Documentary Matters: November 12, 2019

D O C U M E N T A R Y   M A T T E R S

Tuesday, November 12, 2019

6:30 - 9:00 pm
Digital Silver Imaging
9 Brighton Street
Belmont, MA
Free!

Presented by Social Documentary Network and Digital Silver Imaging

Click here to sign up to attend.     

Featured Presenters:

Maryam Ashrafi (via Skype)
Freelance photojournalist based in Paris. Has been working on a long-term project on Kurdish women fighters.

Craig F. Walker
Boston Press Photographers Association Photographer of the Year


Maryam Ashrafi

Photo by Maryam Ashrafi

Photo by Maryam Ashrafi from Kobanî, Syria 

Born in Tehran in 1982 during Iran and Iraq war, Maryam Ashrafi is impassioned for sociology which led her to focus her interest in social and socio-political issues. After graduating with a BA in social documentary photography from the University of Wales Newport in England, she began to explore these issues, focusing in particular on the situation of Kurds. For several years, she has been working on different subjects: refugees in Paris, mobilization of the Kurdish and Iranian diasporas, and the Indignants Movement. Above all, as a freelance independent photographer, she has covered the aftermath of wars in Northern Syria, from Kobane to Sinjar, in Iraqi Kurdistan, until 2018. Her work on Kurdish resistance movements and the Rojava Revolution have been the subject of several exhibitions and publications, including in the Guardian. She is also working with the Hemeria publication in Paris on an upcoming book Raising Among Ruins, Dancing Amid Bullets. Her long-term work on Kurdish issues has also driven her to work as a camerawoman in documentaries such as I Am The Revolution (2018, premiere at DOC NYC)

Featured Project

Maryam will talk about her recent work in Kurd-controlled regions of Syria and Iraq and particulary on Kurdish women fighters with the all-women Kurdish Projection Units (YPJ). 


Craig F. Walker

Photo by Craig F. Walker

Photo from Raising Conor by Craig F. Walker 

Craig F. Walker joined the staff of The Boston Globe in June of 2015. During his 30-year career he has covered a broad range of stories including the aftermath of the collapse of the World Trade Center in New York, the wars in Afghanistan and Iraq, the United States military, post-traumatic stress disorder, the Occupy movement and the refugee migration crisis in Europe. Raised in York, Pennsylvania, Craig graduated from the Rhode Island School of Photography and began his career working for the Marlborough Enterprise and the Berkshire Eagle. In 1998 he started working at The Denver Post in Colorado where he won the Pulitzer Prize for Feature Photography for "Ian Fisher: American Soldier."

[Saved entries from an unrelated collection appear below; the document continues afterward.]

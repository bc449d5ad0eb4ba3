//! Private attachment storage for place images.
//!
//! # Responsibility
//! - Copy user-selected images into the application-private root under
//!   generated names.
//! - Delete previously adopted files, but never anything outside the root.
//!
//! # Invariants
//! - File names are generated (`happy_place_<uuid v4>.jpg`), never caller supplied.
//! - An adopted path only becomes visible after the copy is complete.
//! - `release` never returns an error; failures are logged and tolerated.

use log::{debug, error, info, warn};
use std::error::Error;
use std::fmt::{Display, Formatter};
use std::fs::{self, File};
use std::io::{self, Read, Write};
use std::path::{Component, Path, PathBuf};
use std::time::Instant;
use uuid::Uuid;

const FILE_PREFIX: &str = "happy_place_";
const FILE_EXTENSION: &str = "jpg";
const PARTIAL_SUFFIX: &str = ".part";
const FILE_URI_SCHEME: &str = "file://";

pub type AttachmentResult<T> = Result<T, AttachmentError>;

#[derive(Debug)]
pub enum AttachmentError {
    /// The private root could not be created or resolved.
    Root { path: PathBuf, source: io::Error },
    /// The caller-supplied source could not be opened.
    Source { path: PathBuf, source: io::Error },
    /// Copying into private storage failed.
    Copy(io::Error),
}

impl Display for AttachmentError {
    fn fmt(&self, f: &mut Formatter<'_>) -> std::fmt::Result {
        match self {
            Self::Root { path, source } => write!(
                f,
                "attachment root `{}` is unusable: {source}",
                path.display()
            ),
            Self::Source { path, source } => write!(
                f,
                "image source `{}` cannot be opened: {source}",
                path.display()
            ),
            Self::Copy(err) => write!(f, "image copy failed: {err}"),
        }
    }
}

impl Error for AttachmentError {
    fn source(&self) -> Option<&(dyn Error + 'static)> {
        match self {
            Self::Root { source, .. } | Self::Source { source, .. } => Some(source),
            Self::Copy(err) => Some(err),
        }
    }
}

/// Owner of the private image directory.
#[derive(Debug, Clone)]
pub struct AttachmentStore {
    root: PathBuf,
}

impl AttachmentStore {
    /// Opens the private root, creating it when missing.
    ///
    /// The root is canonicalized so ownership checks compare resolved paths.
    pub fn open(root: impl AsRef<Path>) -> AttachmentResult<Self> {
        let requested = root.as_ref();
        fs::create_dir_all(requested).map_err(|source| AttachmentError::Root {
            path: requested.to_path_buf(),
            source,
        })?;
        let root = requested
            .canonicalize()
            .map_err(|source| AttachmentError::Root {
                path: requested.to_path_buf(),
                source,
            })?;
        info!(
            "event=attachments_open module=storage status=ok root={}",
            root.display()
        );
        Ok(Self { root })
    }

    pub fn root(&self) -> &Path {
        &self.root
    }

    /// Copies `source` byte-for-byte into private storage.
    ///
    /// Returns the path of the new file. On failure no file is left behind.
    pub fn adopt(&self, mut source: impl Read) -> AttachmentResult<PathBuf> {
        let started_at = Instant::now();
        let file_name = format!("{FILE_PREFIX}{}.{FILE_EXTENSION}", Uuid::new_v4());
        let target = self.root.join(&file_name);
        let partial = self.root.join(format!("{file_name}{PARTIAL_SUFFIX}"));

        let copied = write_partial(&partial, &mut source)
            .and_then(|bytes| fs::rename(&partial, &target).map(|()| bytes));

        match copied {
            Ok(bytes) => {
                info!(
                    "event=attachment_adopt module=storage status=ok bytes={} duration_ms={}",
                    bytes,
                    started_at.elapsed().as_millis()
                );
                Ok(target)
            }
            Err(err) => {
                if let Err(cleanup_err) = fs::remove_file(&partial) {
                    if cleanup_err.kind() != io::ErrorKind::NotFound {
                        warn!(
                            "event=attachment_adopt module=storage status=error error_code=partial_cleanup_failed error={}",
                            cleanup_err
                        );
                    }
                }
                error!(
                    "event=attachment_adopt module=storage status=error duration_ms={} error_code=copy_failed error={}",
                    started_at.elapsed().as_millis(),
                    err
                );
                Err(AttachmentError::Copy(err))
            }
        }
    }

    /// Opens a file on disk and adopts its content.
    pub fn adopt_file(&self, source_path: impl AsRef<Path>) -> AttachmentResult<PathBuf> {
        let source_path = source_path.as_ref();
        let file = File::open(source_path).map_err(|source| AttachmentError::Source {
            path: source_path.to_path_buf(),
            source,
        })?;
        self.adopt(file)
    }

    /// Returns whether `reference` points into the private root.
    ///
    /// Accepts plain paths and `file://` URIs. Relative paths, other URI
    /// schemes and paths escaping through `..` are never owned.
    pub fn owns(&self, reference: &str) -> bool {
        self.resolve_owned(reference).is_some()
    }

    /// Deletes an owned file.
    ///
    /// Returns `true` when a file was removed. Foreign references and I/O
    /// failures only produce log entries.
    pub fn release(&self, reference: &str) -> bool {
        let Some(path) = self.resolve_owned(reference) else {
            debug!("event=attachment_release module=storage status=skipped reason=not_owned");
            return false;
        };

        match fs::remove_file(&path) {
            Ok(()) => {
                info!("event=attachment_release module=storage status=ok");
                true
            }
            Err(err) => {
                warn!(
                    "event=attachment_release module=storage status=error error_code=remove_failed error={}",
                    err
                );
                false
            }
        }
    }

    fn resolve_owned(&self, reference: &str) -> Option<PathBuf> {
        let trimmed = reference.trim();
        let raw = trimmed.strip_prefix(FILE_URI_SCHEME).unwrap_or(trimmed);
        if raw.is_empty() || raw.contains("://") {
            return None;
        }

        let path = Path::new(raw);
        if !path.is_absolute()
            || path
                .components()
                .any(|component| matches!(component, Component::ParentDir))
        {
            return None;
        }

        let resolved = path.canonicalize().unwrap_or_else(|_| path.to_path_buf());
        if resolved != self.root && resolved.starts_with(&self.root) {
            Some(resolved)
        } else {
            None
        }
    }
}

fn write_partial(partial: &Path, source: &mut impl Read) -> io::Result<u64> {
    let mut file = File::create(partial)?;
    let bytes = io::copy(source, &mut file)?;
    file.flush()?;
    file.sync_all()?;
    Ok(bytes)
}
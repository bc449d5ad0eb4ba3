//! Flutter bridge for the Happy Places core.

pub mod api;
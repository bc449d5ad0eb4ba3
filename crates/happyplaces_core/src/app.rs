//! Process-wide application context.
//!
//! # Responsibility
//! - Resolve storage locations from a data directory and the environment.
//! - Open the database and attachment root once and hand them to workflows.
//! - Close the database explicitly on shutdown.
//!
//! # Invariants
//! - Workflows receive the store by injection; nothing looks it up globally.
//! - `close` fails instead of dropping a connection still shared by workflows.

use crate::db::{open_db, DbError};
use crate::model::place::PlaceId;
use crate::repo::place_repo::{RepoError, RepoResult};
use crate::service::place_store::PlaceStore;
use crate::storage::attachments::{AttachmentError, AttachmentStore};
use crate::workflow::edit_session::EditSession;
use crate::workflow::place_list::PlaceList;
use log::info;
use std::error::Error;
use std::fmt::{Display, Formatter};
use std::path::{Path, PathBuf};
use std::sync::Arc;

pub const DB_FILE_NAME: &str = "happy_places.sqlite3";
pub const ATTACHMENTS_DIR_NAME: &str = "images";
pub const DB_PATH_ENV: &str = "HAPPYPLACES_DB_PATH";
pub const ATTACHMENTS_DIR_ENV: &str = "HAPPYPLACES_ATTACHMENTS_DIR";

pub type AppResult<T> = Result<T, AppError>;

#[derive(Debug)]
pub enum AppError {
    Io { path: PathBuf, source: std::io::Error },
    Db(DbError),
    Repo(RepoError),
    Attachment(AttachmentError),
    /// Workflows still hold the store.
    StoreInUse,
}

impl Display for AppError {
    fn fmt(&self, f: &mut Formatter<'_>) -> std::fmt::Result {
        match self {
            Self::Io { path, source } => {
                write!(f, "cannot prepare `{}`: {source}", path.display())
            }
            Self::Db(err) => write!(f, "{err}"),
            Self::Repo(err) => write!(f, "{err}"),
            Self::Attachment(err) => write!(f, "{err}"),
            Self::StoreInUse => write!(f, "place store is still in use"),
        }
    }
}

impl Error for AppError {
    fn source(&self) -> Option<&(dyn Error + 'static)> {
        match self {
            Self::Io { source, .. } => Some(source),
            Self::Db(err) => Some(err),
            Self::Repo(err) => Some(err),
            Self::Attachment(err) => Some(err),
            Self::StoreInUse => None,
        }
    }
}

impl From<DbError> for AppError {
    fn from(value: DbError) -> Self {
        Self::Db(value)
    }
}

impl From<RepoError> for AppError {
    fn from(value: RepoError) -> Self {
        Self::Repo(value)
    }
}

impl From<AttachmentError> for AppError {
    fn from(value: AttachmentError) -> Self {
        Self::Attachment(value)
    }
}

/// Storage locations for one application instance.
#[derive(Debug, Clone, PartialEq, Eq)]
pub struct AppConfig {
    pub db_path: PathBuf,
    pub attachments_dir: PathBuf,
}

impl AppConfig {
    /// Default layout under `data_dir`.
    pub fn for_data_dir(data_dir: impl AsRef<Path>) -> Self {
        let data_dir = data_dir.as_ref();
        Self {
            db_path: data_dir.join(DB_FILE_NAME),
            attachments_dir: data_dir.join(ATTACHMENTS_DIR_NAME),
        }
    }

    /// Default layout with `HAPPYPLACES_*` environment overrides applied.
    pub fn from_env(data_dir: impl AsRef<Path>) -> Self {
        Self::for_data_dir(data_dir).with_overrides(|key| std::env::var(key).ok())
    }

    /// Applies overrides from `lookup`; blank values are ignored.
    pub fn with_overrides(mut self, lookup: impl Fn(&str) -> Option<String>) -> Self {
        let read = |key: &str| {
            lookup(key)
                .map(|raw| raw.trim().to_string())
                .filter(|value| !value.is_empty())
                .map(PathBuf::from)
        };
        if let Some(path) = read(DB_PATH_ENV) {
            self.db_path = path;
        }
        if let Some(path) = read(ATTACHMENTS_DIR_ENV) {
            self.attachments_dir = path;
        }
        self
    }
}

/// Opened database and attachment root, shared by all workflows.
pub struct AppContext {
    config: AppConfig,
    store: Arc<PlaceStore>,
}

impl AppContext {
    /// Opens storage described by `config`, creating directories as needed.
    pub fn open(config: AppConfig) -> AppResult<Self> {
        if let Some(parent) = config.db_path.parent() {
            std::fs::create_dir_all(parent).map_err(|source| AppError::Io {
                path: parent.to_path_buf(),
                source,
            })?;
        }
        let attachments = Arc::new(AttachmentStore::open(&config.attachments_dir)?);
        let conn = open_db(&config.db_path)?;
        let store = Arc::new(PlaceStore::new(conn, attachments)?);

        info!(
            "event=app_open module=app status=ok db_path={} attachments_dir={}",
            config.db_path.display(),
            config.attachments_dir.display()
        );
        Ok(Self { config, store })
    }

    pub fn config(&self) -> &AppConfig {
        &self.config
    }

    pub fn store(&self) -> &Arc<PlaceStore> {
        &self.store
    }

    pub fn place_list(&self) -> RepoResult<PlaceList> {
        PlaceList::open(&self.store)
    }

    /// Opens an edit session; `None` or `0` starts a new place.
    pub fn edit_session(&self, place_id: Option<PlaceId>) -> RepoResult<EditSession> {
        EditSession::open(Arc::clone(&self.store), place_id)
    }

    /// Closes the database.
    ///
    /// # Errors
    /// - `StoreInUse` while an edit session or other holder keeps the store;
    ///   the context is dropped either way.
    pub fn close(self) -> AppResult<()> {
        let store = Arc::try_unwrap(self.store).map_err(|_| AppError::StoreInUse)?;
        store.close()?;
        info!("event=app_close module=app status=ok");
        Ok(())
    }
}

#[cfg(test)]
mod tests {
    use super::{AppConfig, ATTACHMENTS_DIR_ENV, DB_PATH_ENV};
    use std::path::PathBuf;

    #[test]
    fn for_data_dir_uses_default_layout() {
        let config = AppConfig::for_data_dir("/data/app");
        assert_eq!(
            config.db_path,
            PathBuf::from("/data/app/happy_places.sqlite3")
        );
        assert_eq!(config.attachments_dir, PathBuf::from("/data/app/images"));
    }

    #[test]
    fn overrides_replace_paths_and_ignore_blank_values() {
        let config = AppConfig::for_data_dir("/data/app").with_overrides(|key| match key {
            DB_PATH_ENV => Some(" /tmp/places.db ".to_string()),
            ATTACHMENTS_DIR_ENV => Some("   ".to_string()),
            _ => None,
        });
        assert_eq!(config.db_path, PathBuf::from("/tmp/places.db"));
        assert_eq!(config.attachments_dir, PathBuf::from("/data/app/images"));
    }
}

In 2012, Craig was awarded a second Pulitzer Prize for Feature Photography for "Welcome Home, The Story of Scott Ostrom". Craig was also named Newspaper Photographer of the Year in the Pictures of the Year International competition.

In 2019, Craig was a finalist for the Pulitzer Prize for Feature Photography for "Raising Connor," the story of a young boy living with a complex developmental disability. Craig was also named Photographer of the Year in the Boston Press Photographers Association Pictures of the Year competition. 

Featured project, "Raising Connor"

Conor is moody and unpredictable. He is easy to love, affectionate, and friendly. Vulnerable, sweet, devoted to family. Impulsive, strong, and overflowing with emotion. Dreaming of home, always. Never quite at home, anywhere. This is Connor Biscan, a puzzle his family and caregivers have worked long and hard to solve, a boy who lives at the intersection of autism and mental illness. It isn't so much a rare place — as many as half of autistic children suffer from mental health problems — but it can be a deeply baffling one. The overlap between these afflictions is hard to untangle; diagnosis and treatment can be very difficult. And a health care system meant to help can instead be frustrating, even harsh.


Documentary Matters

Documentary Matters is an initiative of the Social Documentary Network and Digital Silver Imaging to provide a place for photographers to meet with others involved with or interested in documentary photography and discuss ongoing or completed project. This is a free and open meeting for anyone interested in presenting, viewing, or discussing documentary photography.

You don't need to be a professional, expert, or established--you just need to be committed to the documentary form and committed to learning from feedback from others. And you don't need to be a photographer or presenting your work to attend. Everyone is invited to join us, look, listen, and comment. Still photography, multimedia, and video encouraged. Documentary required.